74th OREGON LEGISLATIVE ASSEMBLY--2007 Regular Session
NOTE: Matter within { + braces and plus signs + } in an
amended section is new. Matter within { - braces and minus
signs - } is existing law to be omitted. New sections are within
{ + braces and plus signs + } .
LC 3082
Senate Concurrent Resolution 6
Sponsored by Senator GORDLY
SUMMARY
The following summary is not prepared by the sponsors of the
measure and is not a part of the body thereof subject to
consideration by the Legislative Assembly.
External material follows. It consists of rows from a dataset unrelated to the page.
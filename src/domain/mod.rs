//! Domain types used throughout the estimator.
//!
//! This module defines:
//!
//! - the immutable observation table (`Observations`)
//! - estimation option enums (`Kernel`, `BandwidthRule`, `VarianceEstimator`, `CriticalValue`)
//! - bandwidth containers (`Bandwidths`, `BandwidthSet`)
//! - the fully enumerated estimation output (`RdEstimate`)

pub mod observations;
pub mod types;

pub use observations::*;
pub use types::*;
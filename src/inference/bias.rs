//! Bias correction of the side intercepts and their sandwich variances.
//!
//! Both the conventional intercept and its bias-corrected version are linear
//! in the (covariate-adjusted) outcomes of one side:
//!
//! ```text
//! τ_cl = Σ ℓ_cl,i y_i
//! τ_bc = Σ (ℓ_cl,i - (h/b)^(p+1) κ ℓ_q,i) y_i
//! ```
//!
//! where `ℓ_cl` extracts the intercept of the order-`p` fit at `h`, `ℓ_q`
//! extracts the `(p+1)`-th coefficient of the order-`q` fit at `b`, and `κ` is
//! the leading bias constant of the main fit. Weights are computed over the
//! union of both windows; an observation outside one window contributes zero
//! to that window's part.

use crate::config::RdConfig;
use crate::domain::{Kernel, VarianceEstimator};
use crate::error::Result;
use crate::fit::local_poly::LocalFit;
use crate::fit::residuals::{hc_residuals, nn_residuals};
use crate::fit::window::SideSample;
use crate::math::{poly_row, sandwich_variance};

#[derive(Debug, Clone, Copy)]
pub(crate) struct SideInference {
    pub tau_cl: f64,
    pub tau_bc: f64,
    pub var_cl: f64,
    pub var_rb: f64,
}

pub(crate) fn side_inference(
    sample: &SideSample,
    y: &[f64],
    h: f64,
    b: f64,
    kernel: Kernel,
    order: usize,
    config: &RdConfig,
) -> Result<SideInference> {
    let tol = config.rank_tolerance;
    let p = order;
    let fit_p = LocalFit::new(sample, y, h, kernel, p, tol)?;
    let fit_q = LocalFit::new(sample, y, b, kernel, p + 1, tol)?;

    let row_p = row_lookup(&fit_p, sample.len());
    let row_q = row_lookup(&fit_q, sample.len());
    let union: Vec<usize> = (0..sample.len())
        .filter(|&pos| row_p[pos].is_some() || row_q[pos].is_some())
        .collect();

    let infl_p = fit_p.influence(0);
    let infl_q = fit_q.influence(p + 1);
    let kappa = (&fit_p.solution.inv_gram * fit_p.moment(p + 1))[0];
    let correction = (h / b).powi((p + 1) as i32) * kappa;

    let mut l_cl = Vec::with_capacity(union.len());
    let mut l_bc = Vec::with_capacity(union.len());
    for &pos in &union {
        let cl = row_p[pos].map_or(0.0, |i| infl_p[i]);
        let lq = row_q[pos].map_or(0.0, |i| infl_q[i]);
        l_cl.push(cl);
        l_bc.push(cl - correction * lq);
    }

    let y_u: Vec<f64> = union.iter().map(|&pos| y[pos]).collect();
    let tau_cl = dot(&l_cl, &y_u);
    let tau_bc = dot(&l_bc, &y_u);

    let (res_h, res_b) = match config.variance {
        VarianceEstimator::Nn => {
            let x: Vec<f64> = union.iter().map(|&pos| sample.dist[pos]).collect();
            let res = nn_residuals(&x, &y_u, config.nn_matches);
            (res.clone(), res)
        }
        kind => {
            let (fitted_p, lev_p) = predictions(&fit_p, &row_p, sample, &union);
            let (fitted_q, lev_q) = predictions(&fit_q, &row_q, sample, &union);
            (
                hc_residuals(kind, &y_u, &fitted_p, &lev_p, fit_p.n_params()),
                hc_residuals(kind, &y_u, &fitted_q, &lev_q, fit_q.n_params()),
            )
        }
    };

    let clusters = sample.clusters_at(&union);
    let var_cl = sandwich_variance(&l_cl, &res_h, clusters.as_deref(), p + 1);
    let var_rb = sandwich_variance(&l_bc, &res_b, clusters.as_deref(), p + 1);

    log::debug!(
        "{} side: tau_cl={tau_cl:.6} tau_bc={tau_bc:.6} var_cl={var_cl:.3e} var_rb={var_rb:.3e} (union n={})",
        sample.side,
        union.len()
    );

    Ok(SideInference {
        tau_cl,
        tau_bc,
        var_cl,
        var_rb,
    })
}

fn row_lookup(fit: &LocalFit, len: usize) -> Vec<Option<usize>> {
    let mut rows = vec![None; len];
    for (i, &pos) in fit.window.positions.iter().enumerate() {
        rows[pos] = Some(i);
    }
    rows
}

/// Fitted values and leverages of `fit` at every union position; leverage is
/// zero outside the fit's window.
fn predictions(
    fit: &LocalFit,
    rows: &[Option<usize>],
    sample: &SideSample,
    union: &[usize],
) -> (Vec<f64>, Vec<f64>) {
    let leverage = fit.leverage();
    union
        .iter()
        .map(|&pos| {
            let r = poly_row(sample.dist[pos] / fit.h(), fit.order);
            let fitted: f64 = r.iter().zip(fit.solution.beta.iter()).map(|(a, b)| a * b).sum();
            (fitted, rows[pos].map_or(0.0, |i| leverage[i]))
        })
        .unzip()
}

fn dot(a: &[f64], b: &[f64]) -> f64 {
    a.iter().zip(b).map(|(x, y)| x * y).sum()
}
It is an editor's
brief statement of the essential features of the measure as
introduced.
Recognizes importance of { - Kiksht - }, the Wasco language.
CONCURRENT RESOLUTION
Whereas the { - Kiksht - } language arises from the lands of
the middle Columbia River, which were given to the Wasco, Wishram
and Watlala peoples of Oregon and Washington, whose descendants
are members of the Confederated Tribes of the Warm Springs
Reservation of Oregon and the Confederated Tribes and Bands of
the Yakama Nation, and its related Chinookan languages are spoken
by the peoples downstream who are members of the Chinook Nation,
the Confederated Tribes of the Grand Ronde Community of Oregon
and the Confederated Tribes of Siletz; and
Whereas { - Kiksht - } was the language of this place for over
10,000 years and was spoken by many thousands of Native people
along the Columbia River who named all of the places in this
area, who sculpted the greatest rock art in the Americas, as well
as other works designed with marvelous, intricate and bold
figures of humans, deer, sturgeon and condors, and who built the
great canoes, both river and seafaring, and the large cedar plank
houses suited to the region with a perfection unmatched even by
today's standards; and
Whereas the villages of the { - Kiksht - } speakers were among
the longest inhabited in the region and their residents were the
exclusive dwellers on the Columbia River in the Warm Springs
ceded area at the time of formation of the Oregon Territory, and
these residents greeted Lewis and Clark and the pioneer ancestors
in { - Kiksht - }; and
Whereas in Oregon today only three living elders are fluent in
{ - Kiksht, - } Margo Boise, Nelson Moses and Gladys Thompson,
who range in age from 73 to 93 years, making { - Kiksht - } the
most endangered language of Oregon; now, therefore,
Be It Resolved by the Legislative Assembly of the State of
Oregon:
That we, the members of the Seventy-fourth Legislative
Assembly, recognize the importance of { - Kiksht - } to the
history of the Columbia Basin and the necessary connection it
forms between the Wasco people and the Columbia River, and desire
that the language should survive in perpetuity; and be it further
Resolved, That a copy of this resolution be presented to the
Tribal Council of the Confederated Tribes of the Warm Springs
Reservation of Oregon.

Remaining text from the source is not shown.